» **What is being asked**: Filter the entries down to the lines holding "TextEmbedder", then copy those lines.

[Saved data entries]
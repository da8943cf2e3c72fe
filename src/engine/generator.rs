use async_trait::async_trait;
use bytes::Bytes;
use futures::{Stream, StreamExt};
use serde::Serialize;
use thiserror::Error;

use super::config::GenerationConfig;
use super::decode::{Accumulator, LineBuffer};

#[derive(Error, Debug)]
pub enum GenerationError {
    #[error("could not reach generation backend: {0}")]
    Connect(#[source] reqwest::Error),

    #[error("generation backend returned status {0}")]
    Status(reqwest::StatusCode),

    #[error("generation timed out")]
    Timeout,

    #[error("generation stream failed: {0}")]
    Transport(String),

    #[error("invalid generation client configuration: {0}")]
    Config(String),
}

impl GenerationError {
    fn from_stream(e: reqwest::Error) -> Self {
        if e.is_timeout() {
            GenerationError::Timeout
        } else {
            GenerationError::Transport(e.to_string())
        }
    }
}

/// Text generation backend.
#[async_trait]
pub trait TextGenerator: Send + Sync {
    /// Full completion for `prompt`, trimmed. All-or-nothing.
    async fn generate(&self, prompt: &str) -> Result<String, GenerationError>;
}

/// Request body for the local generation service
#[derive(Debug, Serialize)]
struct GenerateRequest<'a> {
    model: &'a str,
    prompt: &'a str,
    max_tokens: u32,
    stream: bool,
}

/// Streaming client for an Ollama-style `/api/generate` endpoint
pub struct LlmClient {
    http: reqwest::Client,
    config: GenerationConfig,
}

impl LlmClient {
    pub fn new(config: GenerationConfig) -> Result<Self, GenerationError> {
        let http = reqwest::Client::builder()
            .timeout(config.timeout)
            .build()
            .map_err(|e| GenerationError::Config(e.to_string()))?;
        Ok(Self { http, config })
    }

    pub fn config(&self) -> &GenerationConfig {
        &self.config
    }
}

#[async_trait]
impl TextGenerator for LlmClient {
    async fn generate(&self, prompt: &str) -> Result<String, GenerationError> {
        let body = GenerateRequest {
            model: &self.config.model,
            prompt,
            max_tokens: self.config.max_tokens,
            stream: true,
        };

        let response = self
            .http
            .post(&self.config.endpoint)
            .json(&body)
            .send()
            .await
            .map_err(|e| {
                if e.is_timeout() {
                    GenerationError::Timeout
                } else {
                    GenerationError::Connect(e)
                }
            })?;

        let status = response.status();
        if !status.is_success() {
            return Err(GenerationError::Status(status));
        }

        let chunks = response
            .bytes_stream()
            .map(|r| r.map_err(GenerationError::from_stream));
        accumulate(chunks).await
    }
}

/// Drain a byte stream of line-delimited response records into one string.
///
/// Undecodable lines are skipped. The first stream error aborts and drops
/// whatever text had been collected.
pub async fn accumulate<S>(stream: S) -> Result<String, GenerationError>
where
    S: Stream<Item = Result<Bytes, GenerationError>>,
{
    let mut stream = std::pin::pin!(stream);
    let mut lines = LineBuffer::default();
    let mut acc = Accumulator::default();

    while let Some(chunk) = stream.next().await {
        let chunk = chunk?;
        acc.absorb_lines(lines.push(&chunk));
    }
    acc.absorb_lines(lines.finish());

    tracing::debug!(
        fragments = acc.fragments(),
        skipped = acc.skipped(),
        "generation stream complete"
    );
    Ok(acc.finish())
}
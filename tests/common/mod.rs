//! In-process stand-ins for the retrieval oracle and the generation backend.

#![allow(dead_code)]

use async_trait::async_trait;
use chat_types::RetrievalResult;
use grounded_chat::engine::{GenerationError, RetrievalError, RetrievalOracle, TextGenerator};
use std::sync::Mutex;
use std::sync::atomic::{AtomicUsize, Ordering};

/// Oracle returning a fixed result (or failing) and counting calls.
pub struct StubOracle {
    result: Option<RetrievalResult>,
    calls: AtomicUsize,
}

impl StubOracle {
    pub fn returning(context: &str, score: f32) -> Self {
        Self {
            result: Some(RetrievalResult::new(context, score)),
            calls: AtomicUsize::new(0),
        }
    }

    pub fn failing() -> Self {
        Self {
            result: None,
            calls: AtomicUsize::new(0),
        }
    }

    pub fn calls(&self) -> usize {
        self.calls.load(Ordering::SeqCst)
    }
}

#[async_trait]
impl RetrievalOracle for StubOracle {
    async fn answer(&self, _question: &str) -> Result<RetrievalResult, RetrievalError> {
        self.calls.fetch_add(1, Ordering::SeqCst);
        self.result
            .clone()
            .ok_or_else(|| RetrievalError::Malformed("index offline".into()))
    }
}

/// Generator returning a fixed reply (or failing) and recording prompts.
pub struct StubGenerator {
    reply: Option<String>,
    prompts: Mutex<Vec<String>>,
}

impl StubGenerator {
    pub fn returning(reply: &str) -> Self {
        Self {
            reply: Some(reply.to_string()),
            prompts: Mutex::new(Vec::new()),
        }
    }

    pub fn failing() -> Self {
        Self {
            reply: None,
            prompts: Mutex::new(Vec::new()),
        }
    }

    pub fn prompts(&self) -> Vec<String> {
        self.prompts.lock().unwrap().clone()
    }

    pub fn calls(&self) -> usize {
        self.prompts.lock().unwrap().len()
    }

    pub fn last_prompt(&self) -> String {
        self.prompts
            .lock()
            .unwrap()
            .last()
            .cloned()
            .expect("generator was never called")
    }
}

#[async_trait]
impl TextGenerator for StubGenerator {
    async fn generate(&self, prompt: &str) -> Result<String, GenerationError> {
        self.prompts.lock().unwrap().push(prompt.to_string());
        self.reply.clone().ok_or(GenerationError::Timeout)
    }
}
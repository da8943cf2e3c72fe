use async_trait::async_trait;
use chat_types::RetrievalResult;
use knowledge_store::{EmbedError, IndexError, KnowledgeIndex, TextEmbedder};
use thiserror::Error;
use tokio::sync::Mutex;

#[derive(Error, Debug)]
pub enum RetrievalError {
    #[error("retrieval is not configured")]
    Disabled,

    #[error("embedding failed: {0}")]
    Embedding(#[from] EmbedError),

    #[error("index error: {0}")]
    Index(#[from] IndexError),

    #[error("malformed retrieval result: {0}")]
    Malformed(String),
}

/// Black-box source of grounding context.
#[async_trait]
pub trait RetrievalOracle: Send + Sync {
    /// Best-matching context for `question` and its relevance in [0, 1].
    async fn answer(&self, question: &str) -> Result<RetrievalResult, RetrievalError>;
}

/// Reject results that break the oracle contract instead of passing them on.
pub fn validate(result: RetrievalResult) -> Result<RetrievalResult, RetrievalError> {
    if !result.score.is_finite() || !(0.0..=1.0).contains(&result.score) {
        return Err(RetrievalError::Malformed(format!(
            "score {} outside [0, 1]",
            result.score
        )));
    }
    Ok(result)
}

/// Oracle used when no knowledge base is available. Always fails.
#[derive(Debug, Default)]
pub struct DisabledOracle;

#[async_trait]
impl RetrievalOracle for DisabledOracle {
    async fn answer(&self, _question: &str) -> Result<RetrievalResult, RetrievalError> {
        Err(RetrievalError::Disabled)
    }
}

/// Embeds the question and looks up the closest document.
pub struct EmbeddingOracle {
    // Only embedder needs mutation
    embedder: Mutex<Box<dyn TextEmbedder>>,
    index: KnowledgeIndex,
}

impl EmbeddingOracle {
    pub fn new(embedder: Box<dyn TextEmbedder>, index: KnowledgeIndex) -> Self {
        Self {
            embedder: Mutex::new(embedder),
            index,
        }
    }

    pub fn documents(&self) -> usize {
        self.index.len()
    }
}

#[async_trait]
impl RetrievalOracle for EmbeddingOracle {
    async fn answer(&self, question: &str) -> Result<RetrievalResult, RetrievalError> {
        // Lock held for the embedding call only
        let query_embedding = {
            let mut embedder = self.embedder.lock().await;
            embedder.embed_one(question)?
        };

        let hit = self.index.best_match(&query_embedding)?;
        tracing::debug!(score = hit.score, title = ?hit.document.title, "retrieval hit");

        validate(RetrievalResult::new(hit.document.content.clone(), hit.score))
    }
}
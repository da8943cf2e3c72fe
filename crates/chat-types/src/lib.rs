//! chat-types: Value types for the grounded chat pipeline
//!
//! Every value here lives for exactly one request. Nothing is persisted and
//! nothing is shared across requests.

use serde::{Deserialize, Serialize};
use thiserror::Error;

/// Reply for an empty or whitespace-only message.
pub const EMPTY_MESSAGE_REPLY: &str = "Please enter a message.";

/// Reply when the generation backend cannot be reached or fails mid-stream.
pub const MODEL_UNAVAILABLE_REPLY: &str = "Model not available in cloud deployment.";

/// Answer returned by the ask endpoint when retrieval fails.
pub const RAG_UNAVAILABLE_ANSWER: &str = "RAG not available in cloud deployment";

#[derive(Error, Debug, Clone, PartialEq, Eq)]
pub enum InputError {
    #[error("message is empty")]
    EmptyMessage,

    #[error("No question provided")]
    MissingQuestion,
}

/// A user message that is known to contain something other than whitespace.
#[derive(Debug, Clone, PartialEq, Eq)]
pub struct ChatRequest {
    message: String,
}

impl ChatRequest {
    /// Validate a raw message. Surrounding whitespace is removed.
    pub fn new(raw: &str) -> Result<Self, InputError> {
        let message = raw.trim();
        if message.is_empty() {
            return Err(InputError::EmptyMessage);
        }
        Ok(Self {
            message: message.to_string(),
        })
    }

    pub fn message(&self) -> &str {
        &self.message
    }
}

/// Context text and relevance score from the retrieval oracle.
#[derive(Debug, Clone, PartialEq, Serialize)]
pub struct RetrievalResult {
    pub context: String,
    /// Relevance in [0, 1], higher = more relevant
    pub score: f32,
}

impl RetrievalResult {
    pub fn new(context: impl Into<String>, score: f32) -> Self {
        Self {
            context: context.into(),
            score,
        }
    }

    /// The result used in place of a failed retrieval.
    pub fn empty() -> Self {
        Self {
            context: String::new(),
            score: 0.0,
        }
    }
}

/// Fully assembled text sent to the generation backend.
#[derive(Debug, Clone, PartialEq, Eq)]
pub struct GenerationPrompt(String);

impl GenerationPrompt {
    pub fn new(text: String) -> Self {
        Self(text)
    }

    pub fn as_str(&self) -> &str {
        &self.0
    }

    pub fn into_inner(self) -> String {
        self.0
    }
}

impl std::fmt::Display for GenerationPrompt {
    fn fmt(&self, f: &mut std::fmt::Formatter<'_>) -> std::fmt::Result {
        f.write_str(&self.0)
    }
}

/// One line of the backend's streamed output.
///
/// Records without a `response` field decode to an empty fragment.
#[derive(Debug, Clone, Default, PartialEq, Eq, Deserialize)]
pub struct StreamChunk {
    #[serde(default)]
    pub response: String,
    #[serde(default)]
    pub done: bool,
}

impl StreamChunk {
    pub fn from_line(line: &str) -> Result<Self, serde_json::Error> {
        serde_json::from_str(line)
    }
}

/// Where a reply came from.
#[derive(Debug, Clone, Copy, PartialEq, Eq, Serialize)]
#[serde(rename_all = "snake_case")]
pub enum ReplySource {
    /// Accumulated backend output (possibly empty)
    Generated,
    /// The message was empty
    EmptyMessage,
    /// The backend failed and the fixed apology was used
    ModelUnavailable,
}

/// The final text returned to the caller.
#[derive(Debug, Clone, PartialEq, Eq)]
pub struct ChatReply {
    text: String,
    source: ReplySource,
}

impl ChatReply {
    pub fn generated(text: impl Into<String>) -> Self {
        Self {
            text: text.into(),
            source: ReplySource::Generated,
        }
    }

    pub fn empty_message() -> Self {
        Self {
            text: EMPTY_MESSAGE_REPLY.to_string(),
            source: ReplySource::EmptyMessage,
        }
    }

    pub fn model_unavailable() -> Self {
        Self {
            text: MODEL_UNAVAILABLE_REPLY.to_string(),
            source: ReplySource::ModelUnavailable,
        }
    }

    pub fn text(&self) -> &str {
        &self.text
    }

    pub fn source(&self) -> ReplySource {
        self.source
    }

    pub fn into_text(self) -> String {
        self.text
    }
}

#[cfg(test)]
mod tests {
    use super::*;

    #[test]
    fn test_chat_request_trims() {
        let req = ChatRequest::new("  hello there \n").unwrap();
        assert_eq!(req.message(), "hello there");
    }

    #[test]
    fn test_chat_request_rejects_blank() {
        assert_eq!(ChatRequest::new(""), Err(InputError::EmptyMessage));
        assert_eq!(ChatRequest::new(" \t\n "), Err(InputError::EmptyMessage));
    }

    #[test]
    fn test_retrieval_result_empty() {
        let r = RetrievalResult::empty();
        assert_eq!(r.context, "");
        assert_eq!(r.score, 0.0);
    }

    #[test]
    fn test_stream_chunk_decodes_response() {
        let chunk = StreamChunk::from_line(r#"{"model":"m","response":"Hel","done":false}"#).unwrap();
        assert_eq!(chunk.response, "Hel");
        assert!(!chunk.done);
    }

    #[test]
    fn test_stream_chunk_missing_response_is_empty() {
        let chunk = StreamChunk::from_line(r#"{"done":true}"#).unwrap();
        assert_eq!(chunk.response, "");
        assert!(chunk.done);
    }

    #[test]
    fn test_stream_chunk_rejects_garbage() {
        assert!(StreamChunk::from_line("not-json").is_err());
        assert!(StreamChunk::from_line("42").is_err());
        assert!(StreamChunk::from_line(r#"{"response":5}"#).is_err());
    }

    #[test]
    fn test_reply_constructors() {
        assert_eq!(ChatReply::empty_message().text(), "Please enter a message.");
        assert_eq!(
            ChatReply::model_unavailable().text(),
            "Model not available in cloud deployment."
        );
        assert_eq!(
            ChatReply::model_unavailable().source(),
            ReplySource::ModelUnavailable
        );
        assert_eq!(ChatReply::generated("").source(), ReplySource::Generated);
    }

    #[test]
    fn test_input_error_messages() {
        assert_eq!(InputError::MissingQuestion.to_string(), "No question provided");
    }
}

» **Finished task**:
use knowledge_store::{EmbedError, IndexError, KnowledgeIndex, TextEmbedder};
    embedder: Mutex<Box<dyn TextEmbedder>>,
    pub fn new(embedder: Box<dyn TextEmbedder>, index: KnowledgeIndex) -> Self {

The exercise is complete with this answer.